そして初耳のジェーンにとっては驚きの話だったらしく、思わず前のめりになっている。
可愛い。
「あ、あの、あの、あのあのあの!」
「どうしたのジェーン!?」
単に驚いただけではなかったらしく、ジェーンはもはや前のめりではなくもはや前につんのめりそうになりながら話を続ける。
「わ、わ、わ、私も会いました!」
「えっ、そうなんだ! 静かそうな人だったよね」
「えっ……? いや、その、とんでもなく多弁な人でしたよ……?」
「えっ!?」
「えっ……」
互いの認識が滅茶苦茶すれ違っていた。
あれ……私の前に現れたタバサさんはクールな女性だったんだけどな……。
すっごい知的そうな雰囲気で私と同じ顔なのに、その表情には私とは比べ物にならない落ち着きが感じられたほどだった。
「あの、愛の人ですよね」
「愛の人って何!?」
愛の人って単語が謎過ぎるんだけど!?
「なんかこう……『愛なくして人間の発展はない!』『愛が全ての源!』『要するに愛!』みたいなことを高らかに言っていませんでした?」
「そんなヤバい人に会った記憶はないかな……!」
逃げるよそんな人にあったら!
愛がその人を示す形容詞になるってどんな人なの……?
あんまりいないよ? そんな愛を連呼する人は。
「ふ~ん? どうやら二面性のある女みたいね~」
「或いは単に興奮した姿をジェーンが見たというだけか」
「ええっと、と、とにかく、そのタバサさんがドラゴンがヤバいっぽいって言ってたんです!」
タバサさんという存在に不思議さが増してしまったけれど、本題はそっちではなくこっちだ。

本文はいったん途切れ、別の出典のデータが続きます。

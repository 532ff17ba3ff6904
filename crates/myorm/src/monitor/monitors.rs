use super::truncate_sql_bytes;
use super::types::{HookAction, QueryContext, QueryHook, QueryMonitor, QueryResult};
use std::sync::{Arc, Mutex, MutexGuard, PoisonError};
use std::time::Duration;

/// A monitor that does nothing.
#[derive(Debug, Clone, Copy, Default)]
pub struct NoopMonitor;

impl QueryMonitor for NoopMonitor {
    fn on_query_complete(&self, _ctx: &QueryContext, _duration: Duration, _result: &QueryResult) {}
}

/// A monitor that reports completed statements as `tracing` events.
///
/// Completions go out at `debug`, slow statements at `warn`, both on the
/// `myorm.sql` target.
#[derive(Debug, Clone)]
pub struct LoggingMonitor {
    /// Only report statements at least this slow.
    pub min_duration: Option<Duration>,
    /// Truncate long SQL strings (in bytes).
    pub max_sql_length: Option<usize>,
}

impl Default for LoggingMonitor {
    fn default() -> Self {
        Self {
            min_duration: None,
            max_sql_length: Some(200),
        }
    }
}

impl LoggingMonitor {
    pub fn new() -> Self {
        Self::default()
    }

    pub fn min_duration(mut self, duration: Duration) -> Self {
        self.min_duration = Some(duration);
        self
    }

    pub fn max_sql_length(mut self, len: usize) -> Self {
        self.max_sql_length = Some(len);
        self
    }

    pub(crate) fn truncate_sql(&self, sql: &str) -> String {
        match self.max_sql_length {
            Some(max) if sql.len() > max => format!("{}...", truncate_sql_bytes(sql, max)),
            _ => sql.to_string(),
        }
    }
}

impl QueryMonitor for LoggingMonitor {
    fn on_query_complete(&self, ctx: &QueryContext, duration: Duration, result: &QueryResult) {
        if self.min_duration.is_some_and(|min| duration < min) {
            return;
        }
        let sql = self.truncate_sql(&ctx.sql);
        tracing::debug!(
            target: "myorm.sql",
            query_type = ?ctx.query_type,
            table = ctx.table.as_deref().unwrap_or("-"),
            ?duration,
            result = %result,
            sql = %sql,
            "statement complete"
        );
    }

    fn on_slow_query(&self, ctx: &QueryContext, duration: Duration) {
        let sql = self.truncate_sql(&ctx.sql);
        tracing::warn!(
            target: "myorm.sql",
            query_type = ?ctx.query_type,
            ?duration,
            sql = %sql,
            "slow query"
        );
    }
}

/// Running totals collected by [`StatsMonitor`].
#[derive(Debug, Clone, Default, PartialEq, Eq)]
pub struct QueryStats {
    pub total_queries: u64,
    /// `INSERT`, `UPDATE` and `DELETE` statements
    pub write_queries: u64,
    pub failed_queries: u64,
    pub slow_queries: u64,
    pub rows_read: u64,
    pub rows_affected: u64,
    pub total_duration: Duration,
    pub max_duration: Duration,
}

/// Accumulates [`QueryStats`] across every statement it observes.
///
/// Useful for checking how many round trips a queue flush cost.
#[derive(Debug, Default)]
pub struct StatsMonitor {
    stats: Mutex<QueryStats>,
}

impl StatsMonitor {
    pub fn new() -> Self {
        Self::default()
    }

    fn totals(&self) -> MutexGuard<'_, QueryStats> {
        self.stats.lock().unwrap_or_else(PoisonError::into_inner)
    }

    pub fn stats(&self) -> QueryStats {
        self.totals().clone()
    }

    pub fn reset(&self) {
        *self.totals() = QueryStats::default();
    }
}

impl QueryMonitor for StatsMonitor {
    fn on_query_complete(&self, ctx: &QueryContext, duration: Duration, result: &QueryResult) {
        let mut totals = self.totals();
        totals.total_queries += 1;
        if ctx.query_type.is_write() {
            totals.write_queries += 1;
        }
        match result {
            QueryResult::Rows(n) => totals.rows_read += *n as u64,
            QueryResult::Affected(n) => totals.rows_affected += n,
            QueryResult::Error(_) => totals.failed_queries += 1,
        }
        totals.total_duration = totals.total_duration.saturating_add(duration);
        totals.max_duration = totals.max_duration.max(duration);
    }

    fn on_slow_query(&self, _ctx: &QueryContext, _duration: Duration) {
        self.totals().slow_queries += 1;
    }
}

/// Runs several hooks in order; the first abort wins.
#[derive(Default)]
pub struct CompositeHook {
    hooks: Vec<Arc<dyn QueryHook>>,
}

impl CompositeHook {
    pub fn new() -> Self {
        Self::default()
    }

    #[allow(clippy::should_implement_trait)]
    pub fn add<H: QueryHook + 'static>(mut self, hook: H) -> Self {
        self.hooks.push(Arc::new(hook));
        self
    }

    pub fn add_arc(mut self, hook: Arc<dyn QueryHook>) -> Self {
        self.hooks.push(hook);
        self
    }
}

impl QueryHook for CompositeHook {
    fn before_query(&self, ctx: &QueryContext) -> HookAction {
        for hook in &self.hooks {
            if let action @ HookAction::Abort(_) = hook.before_query(ctx) {
                return action;
            }
        }
        HookAction::Continue
    }

    fn after_query(&self, ctx: &QueryContext, duration: Duration, result: &QueryResult) {
        for hook in &self.hooks {
            hook.after_query(ctx, duration, result);
        }
    }
}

次の世界の巨悪候補であるらしいドラゴンについて、ニムエさんの意見を聞きたい。
「ドラゴンねぇ~……」
「なんだか乗り気じゃないですね」
ニムエさんは何処か移り気な様子でいじいじと手遊びをしている。
対世界救世に対して力を入れているニムエさんだと言うのに、この件に関しては何故か及び腰になっていた。
世界の為なら自分の住む世界が滅んでもいい人なのに……。